My Two Cents

ID 671701
Updated 7/2/2020
Version Latest
Public

author-image

By

By Steve Hughes, Intel Software Application Engineer

I’ve been threading code in games for years. First as a game programmer back in the nineties and noughties, and then in a more focused way since joining Intel about 12 years ago. In my time with Intel, I’ve had the honor of working with some of the big hitters in the games industry, helping to thread up great titles while hopefully bringing some extra gaming joy to the public.  

In the early days when we were making chips with two to eight cores, threading up code was an easy performance win.
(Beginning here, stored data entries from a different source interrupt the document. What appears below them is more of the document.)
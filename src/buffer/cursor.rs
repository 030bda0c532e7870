use std::sync::Arc;

use crate::buffer::segment::{SegmentBuffer, SegmentView};
use crate::error::Result;

/// An independent read position over a [`SegmentBuffer`].
///
/// Cursors never share offsets; several can walk the same body at their
/// own pace and only the one that reaches the frontier triggers a fetch.
#[derive(Debug, Clone)]
pub struct BodyCursor {
    buffer: Arc<SegmentBuffer>,
    index: usize,
    offset: usize,
    position: u64,
}

impl BodyCursor {
    pub fn new(buffer: Arc<SegmentBuffer>) -> Self {
        Self {
            buffer,
            index: 0,
            offset: 0,
            position: 0,
        }
    }

    pub fn buffer(&self) -> &Arc<SegmentBuffer> {
        &self.buffer
    }

    /// Bytes yielded so far.
    pub fn position(&self) -> u64 {
        self.position
    }

    /// Returns the unread remainder of the current segment and moves past it.
    pub async fn next_segment(&mut self) -> Result<Option<SegmentView>> {
        let Some(view) = self.buffer.segment(self.index, self.offset).await? else {
            return Ok(None);
        };

        self.index += 1;
        self.offset = 0;
        self.position += view.len() as u64;
        Ok(Some(view))
    }

    /// Copies up to `out.len()` bytes; zero means the body is exhausted.
    pub async fn read(&mut self, out: &mut [u8]) -> Result<usize> {
        loop {
            let Some(view) = self.buffer.segment(self.index, self.offset).await? else {
                return Ok(0);
            };

            // An exhausted segment; move to the next one.
            if view.is_empty() {
                self.index += 1;
                self.offset = 0;
                continue;
            }

            let n = view.len().min(out.len());
            out[..n].copy_from_slice(&view[..n]);
            self.offset += n;
            self.position += n as u64;
            return Ok(n);
        }
    }

    pub async fn read_to_end(&mut self) -> Result<Vec<u8>> {
        let mut out = Vec::new();
        while let Some(segment) = self.next_segment().await? {
            out.extend_from_slice(&segment);
        }
        Ok(out)
    }

    /// Goes back to the first byte without touching the network.
    pub fn rewind(&mut self) {
        self.index = 0;
        self.offset = 0;
        self.position = 0;
    }
}
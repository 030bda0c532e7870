use std::time::Duration;
use tapline::config::Config;

#[test]
fn test_config_defaults() {
    let cfg = Config::default();

    assert_eq!(cfg.server.listen_addr, "127.0.0.1:8080");
    assert_eq!(cfg.server.max_head_bytes, 64 * 1024);
    assert_eq!(cfg.buffers.segment_size, 4096);
    assert_eq!(cfg.buffers.pool_capacity, 64);
    assert!(cfg.upstream.proxy.is_none());
    assert_eq!(cfg.connect_timeout(), Duration::from_secs(10));
    assert_eq!(cfg.read_timeout(), Duration::from_secs(30));
}

#[test]
fn test_config_env_overrides() {
    // One test owns the process environment to avoid races between tests.
    unsafe {
        std::env::remove_var("TAPLINE_CONFIG");
        std::env::remove_var("LISTEN");
    }
    let cfg = Config::load().unwrap();
    assert_eq!(cfg.server.listen_addr, "127.0.0.1:8080");

    unsafe {
        std::env::set_var("LISTEN", "0.0.0.0:3000");
    }
    let cfg = Config::load().unwrap();
    assert_eq!(cfg.server.listen_addr, "0.0.0.0:3000");

    let path = std::env::temp_dir().join(format!("tapline-config-{}.yaml", std::process::id()));
    std::fs::write(&path, "server:\n  listen_addr: 127.0.0.1:9000\ntimeouts:\n  connect_secs: 3\n").unwrap();
    unsafe {
        std::env::set_var("TAPLINE_CONFIG", &path);
    }
    let cfg = Config::load().unwrap();
    // LISTEN still wins over the file
    assert_eq!(cfg.server.listen_addr, "0.0.0.0:3000");
    assert_eq!(cfg.timeouts.connect_secs, 3);

    unsafe {
        std::env::remove_var("LISTEN");
    }
    let cfg = Config::load().unwrap();
    assert_eq!(cfg.server.listen_addr, "127.0.0.1:9000");

    unsafe {
        std::env::remove_var("TAPLINE_CONFIG");
    }
    let _ = std::fs::remove_file(&path);
}

#[test]
fn test_config_from_yaml_partial() {
    let cfg = Config::from_yaml(
        r#"
buffers:
  segment_size: 1024
upstream:
  proxy: http://10.0.0.1:3128
"#,
    )
    .unwrap();

    assert_eq!(cfg.buffers.segment_size, 1024);
    assert_eq!(cfg.buffers.pool_capacity, 64);
    assert_eq!(cfg.upstream.proxy.as_deref(), Some("http://10.0.0.1:3128"));
    assert_eq!(cfg.server.listen_addr, "127.0.0.1:8080");
}

#[test]
fn test_config_rejects_invalid_values() {
    assert!(Config::from_yaml("buffers:\n  segment_size: 0\n").is_err());
    assert!(Config::from_yaml("timeouts:\n  connect_secs: 0\n").is_err());
    assert!(Config::from_yaml("timeouts:\n  read_secs: 0\n").is_err());
    assert!(Config::from_yaml("upstream:\n  proxy: ftp://proxy.internal\n").is_err());
    assert!(Config::from_yaml("server: [not, a, map]\n").is_err());
}

#[test]
fn test_config_missing_file_is_an_error() {
    assert!(Config::from_file("/nonexistent/tapline.yaml").is_err());
}

#[test]
fn test_config_clone() {
    let cfg1 = Config::from_yaml("server:\n  listen_addr: 127.0.0.1:8000\n").unwrap();
    let cfg2 = cfg1.clone();
    assert_eq!(cfg1.server.listen_addr, cfg2.server.listen_addr);
}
You could take a bunch of AI, split it into tasks, throw it into either your own threading engine or something like Intel® Threading Building Blocks (other threading tools are available), and bingo, it would run faster.  Of course, you never got the maximum possible scaling, because you needed synchronization between threads. After all, those pesky AI critters need to know what each other are doing.  

The Synchronization Problem

I think this issue will become more of a problem as CPUs get ever larger core counts and games get ever more complex in order to take advantage of them. Here’s why: As the number of tasks running in parallel rises linearly, the amount of synchronization required between them rises exponentially. Put very simply, if you have N entities in a game that interact, and you thread them, then in the worst case you need N*N synchronization events (who does that?), but in the best case you will never get to needing N or fewer events. To clarify, I’m not talking about those embarrassingly parallelizable tasks that need no synchronization that benefit from high core counts. In games, almost everything that you thread needs some degree of synchronization.  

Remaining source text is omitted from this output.